4. What That Means For RigResale.com Customers (You)

For Sellers

  • Be realistic on pricing. Expect that your 5-7 year old sleeper may not command the peak values of 2022/23.

  • Focus on marketing the value-add: low miles, well maintained, spec matched to active fleets. These units will hold value best.

  • Consider quick turn strategies. Since depreciation is accelerating in weaker segments, lingering inventory burns money.

  • Use the driver shortage story: if you can find a good driver/owner-operator buyer, emphasize how fewer trucks and fewer drivers fuel demand for quality rigs.

For Buyers

  • Right now is prime time to buy.
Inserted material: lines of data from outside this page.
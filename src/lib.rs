//! User Admin: REST management of users, roles and privileges over PostgreSQL.

pub mod config;
pub mod error;
pub mod handlers;
pub mod model;
pub mod repo;
pub mod response;
pub mod routes;
pub mod service;
pub mod state;
pub mod store;

pub use config::{AppConfig, OpenApiServers, StorageKind};
pub use error::{AppError, ConfigError};
pub use model::{Id, Privilege, Role, User};
pub use repo::{MemoryStore, PgStore, Repository};
pub use response::{success_many, success_one, success_one_ok};
pub use routes::{app_router, common_routes, docs_routes, user_routes, ApiDoc};
pub use service::{Argon2Encoder, PasswordEncoder, UserService};
pub use state::AppState;
pub use store::{ensure_database_exists, ensure_tables};
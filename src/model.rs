//! User, role and privilege shapes shared by storage, service and HTTP layers.

use chrono::{DateTime, Utc};
use serde::{Deserialize, Serialize};
use utoipa::ToSchema;

/// Store-assigned primary key.
pub type Id = i64;

/// Application user. `password` holds a one-way hash once the user has been created.
#[derive(Clone, Debug, Default, PartialEq, Serialize, Deserialize, ToSchema)]
#[serde(rename_all = "camelCase", default)]
pub struct User {
    pub id: Option<Id>,
    pub user_name: Option<String>,
    pub first_name: Option<String>,
    pub last_name: Option<String>,
    pub email: Option<String>,
    pub password: Option<String>,
    /// Assigned by the server at creation; any caller value is ignored.
    pub created_date: Option<DateTime<Utc>>,
    pub roles: Vec<Role>,
}

/// Named bundle of privileges. Holders are derived from `User::roles`.
#[derive(Clone, Debug, Default, PartialEq, Serialize, Deserialize, ToSchema)]
#[serde(rename_all = "camelCase", default)]
pub struct Role {
    pub id: Option<Id>,
    pub role_name: Option<String>,
    pub privileges: Vec<Privilege>,
}

#[derive(Clone, Debug, Default, PartialEq, Serialize, Deserialize, ToSchema)]
#[serde(rename_all = "camelCase", default)]
pub struct Privilege {
    pub id: Option<Id>,
    pub privilege_type: Option<String>,
}

impl User {
    /// Ids of the referenced roles; every nested role must already carry an id.
    pub fn role_ids(&self) -> Result<Vec<Id>, crate::error::AppError> {
        referenced_ids(self.roles.iter().map(|r| r.id), "role")
    }
}

impl Role {
    /// Ids of the referenced privileges; every nested privilege must already carry an id.
    pub fn privilege_ids(&self) -> Result<Vec<Id>, crate::error::AppError> {
        referenced_ids(self.privileges.iter().map(|p| p.id), "privilege")
    }
}

fn referenced_ids(
    ids: impl Iterator<Item = Option<Id>>,
    kind: &str,
) -> Result<Vec<Id>, crate::error::AppError> {
    let mut out: Vec<Id> = Vec::new();
    for id in ids {
        let id = id.ok_or_else(|| {
            crate::error::AppError::BadRequest(format!("{} reference must carry an id", kind))
        })?;
        if !out.contains(&id) {
            out.push(id);
        }
    }
    Ok(out)
}
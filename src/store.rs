//! Database bootstrap: create the target database and the user/role/privilege tables.

use crate::error::AppError;
use sqlx::postgres::PgConnectOptions;
use sqlx::{ConnectOptions, PgPool};
use std::str::FromStr;

/// Returns schema-qualified table name (e.g. "public"."app_user").
pub fn qualified_table(schema: &str, table: &str) -> String {
    format!("{}.{}", quote_ident(schema), quote_ident(table))
}

/// Create the schema, entity tables and join tables if they do not exist.
/// Join rows cascade when either side is deleted.
pub async fn ensure_tables(pool: &PgPool, schema: &str) -> Result<(), AppError> {
    sqlx::query(&format!("CREATE SCHEMA IF NOT EXISTS {}", quote_ident(schema)))
        .execute(pool)
        .await?;

    let user = qualified_table(schema, "app_user");
    let role = qualified_table(schema, "role");
    let privilege = qualified_table(schema, "privilege");

    let ddl = [
        format!(
            r#"
            CREATE TABLE IF NOT EXISTS {} (
                id BIGSERIAL PRIMARY KEY,
                user_name TEXT UNIQUE,
                first_name TEXT,
                last_name TEXT,
                email TEXT,
                password TEXT,
                created_date TIMESTAMPTZ
            )
            "#,
            user
        ),
        format!(
            r#"
            CREATE TABLE IF NOT EXISTS {} (
                id BIGSERIAL PRIMARY KEY,
                role_name TEXT UNIQUE
            )
            "#,
            role
        ),
        format!(
            r#"
            CREATE TABLE IF NOT EXISTS {} (
                id BIGSERIAL PRIMARY KEY,
                privilege_type TEXT UNIQUE
            )
            "#,
            privilege
        ),
        format!(
            r#"
            CREATE TABLE IF NOT EXISTS {} (
                user_id BIGINT NOT NULL REFERENCES {} (id) ON DELETE CASCADE,
                role_id BIGINT NOT NULL REFERENCES {} (id) ON DELETE CASCADE,
                PRIMARY KEY (user_id, role_id)
            )
            "#,
            qualified_table(schema, "user_roles"),
            user,
            role
        ),
        format!(
            r#"
            CREATE TABLE IF NOT EXISTS {} (
                role_id BIGINT NOT NULL REFERENCES {} (id) ON DELETE CASCADE,
                privilege_id BIGINT NOT NULL REFERENCES {} (id) ON DELETE CASCADE,
                PRIMARY KEY (role_id, privilege_id)
            )
            "#,
            qualified_table(schema, "roles_privileges"),
            role,
            privilege
        ),
    ];
    for sql in &ddl {
        sqlx::query(sql).execute(pool).await?;
    }
    tracing::info!(schema = %schema, "tables ready");
    Ok(())
}

/// Create the database named in `database_url` if it does not exist, connecting through the `postgres` database.
/// A URL without a database path names the server default and is left alone.
pub async fn ensure_database_exists(database_url: &str) -> Result<(), AppError> {
    let Some((admin, db_name)) = admin_options(database_url)? else {
        return Ok(());
    };
    let mut conn: sqlx::PgConnection = admin.connect().await?;
    let exists: (bool,) = sqlx::query_as("SELECT EXISTS(SELECT 1 FROM pg_database WHERE datname = $1)")
        .bind(&db_name)
        .fetch_one(&mut conn)
        .await?;
    if !exists.0 {
        tracing::info!(database = %db_name, "creating database");
        sqlx::query(&format!("CREATE DATABASE {}", quote_ident(&db_name)))
            .execute(&mut conn)
            .await?;
    }
    Ok(())
}

/// Options for the `postgres` maintenance database on the same server, and the database to create.
/// `None` when the URL names no database or names `postgres` itself.
fn admin_options(database_url: &str) -> Result<Option<(PgConnectOptions, String)>, AppError> {
    let opts = PgConnectOptions::from_str(database_url)
        .map_err(|e| AppError::BadRequest(format!("invalid DATABASE_URL: {}", e)))?;
    let db_name = match opts.get_database() {
        Some(name) if !name.is_empty() && name != "postgres" => name.to_string(),
        _ => return Ok(None),
    };
    Ok(Some((opts.database("postgres"), db_name)))
}

fn quote_ident(name: &str) -> String {
    format!("\"{}\"", name.replace('"', "\"\""))
}

#[cfg(test)]
mod tests {
    use super::*;

    #[test]
    fn qualified_table_quotes_both_parts() {
        assert_eq!(qualified_table("public", "app_user"), "\"public\".\"app_user\"");
        assert_eq!(qualified_table("we\"ird", "role"), "\"we\"\"ird\".\"role\"");
    }

    #[test]
    fn admin_options_switch_to_postgres_database() {
        let (admin, name) = admin_options("postgres://u:p@localhost:5432/user_admin?sslmode=disable")
            .unwrap()
            .unwrap();
        assert_eq!(name, "user_admin");
        assert_eq!(admin.get_database(), Some("postgres"));
        assert_eq!(admin.get_host(), "localhost");
        assert_eq!(admin.get_port(), 5432);
    }

    #[test]
    fn url_without_database_path_creates_nothing() {
        assert!(admin_options("postgres://admin@db.internal:5432").unwrap().is_none());
    }

    #[test]
    fn slash_in_query_parameter_does_not_move_the_database_name() {
        let (admin, name) = admin_options("postgres://u@h/user_admin?sslrootcert=/etc/ssl/ca.pem")
            .unwrap()
            .unwrap();
        assert_eq!(name, "user_admin");
        assert_eq!(admin.get_host(), "h");
        assert_eq!(admin.get_database(), Some("postgres"));
    }

    #[test]
    fn postgres_database_itself_is_left_alone() {
        assert!(admin_options("postgres://u@h/postgres").unwrap().is_none());
    }

    #[test]
    fn non_postgres_url_is_rejected() {
        assert!(admin_options("localhost").is_err());
    }
}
With values down, you can pick up late-model trucks (3–5 yo) with decent specs for less.

  • Factor in the driver shortage and fleet consolidation: fewer trucks in service may translate to better resale or more demand medium-term.

  • Condition and spec matter even more: As the market tightens, buyers will pick best units; weaker spec/truck will trade down fast.

  • Stay agile: When freight picks up and capacity tightens (which analysts suggest could be trending into 2026), you’ll want to be positioned.

5. Outlook: When Might the Turncome?

  • ACT’s October 2025 forecast indicates we are in an “extended correction cycle.” Replace the boom with discipline.

  • J.D. Power sees that while late-model value is holding somewhat, “average depreciation for this year has now evened out.” The key word: “evened out,” not booming.

  • Bottom line: we may see stabilization, but not a full blast recovery until freight fundamentals improve, driver supply tightens further, new regulations or fleet renewals kick in.

6. Final Thoughts & What You Should Do

If you’re in semi truck sales (as you are), this is the moment to position yourself as the market-savvy expert. Use the driver-exodus and used value drop story in your marketing:

  • “Drivers are leaving. Fleets are slimming. Good trucks are harder to find. That means it’s a buyer’s market now — for the right rig at the right price.”

  • In your blog/SEO copy target keywords like: used class 8 truck values 2025, semi truck resale market drop, truck driver shortage impact used trucks, buy used tractor trailer today etc.

  • On RigResale.com, use this post as anchor content and link to your inventory listings, highlighting how you’re positioned to help both sellers and buyers navigate the market shift.

  • For sellers in your audience: reinforce urgency. For buyers: reinforce opportunity.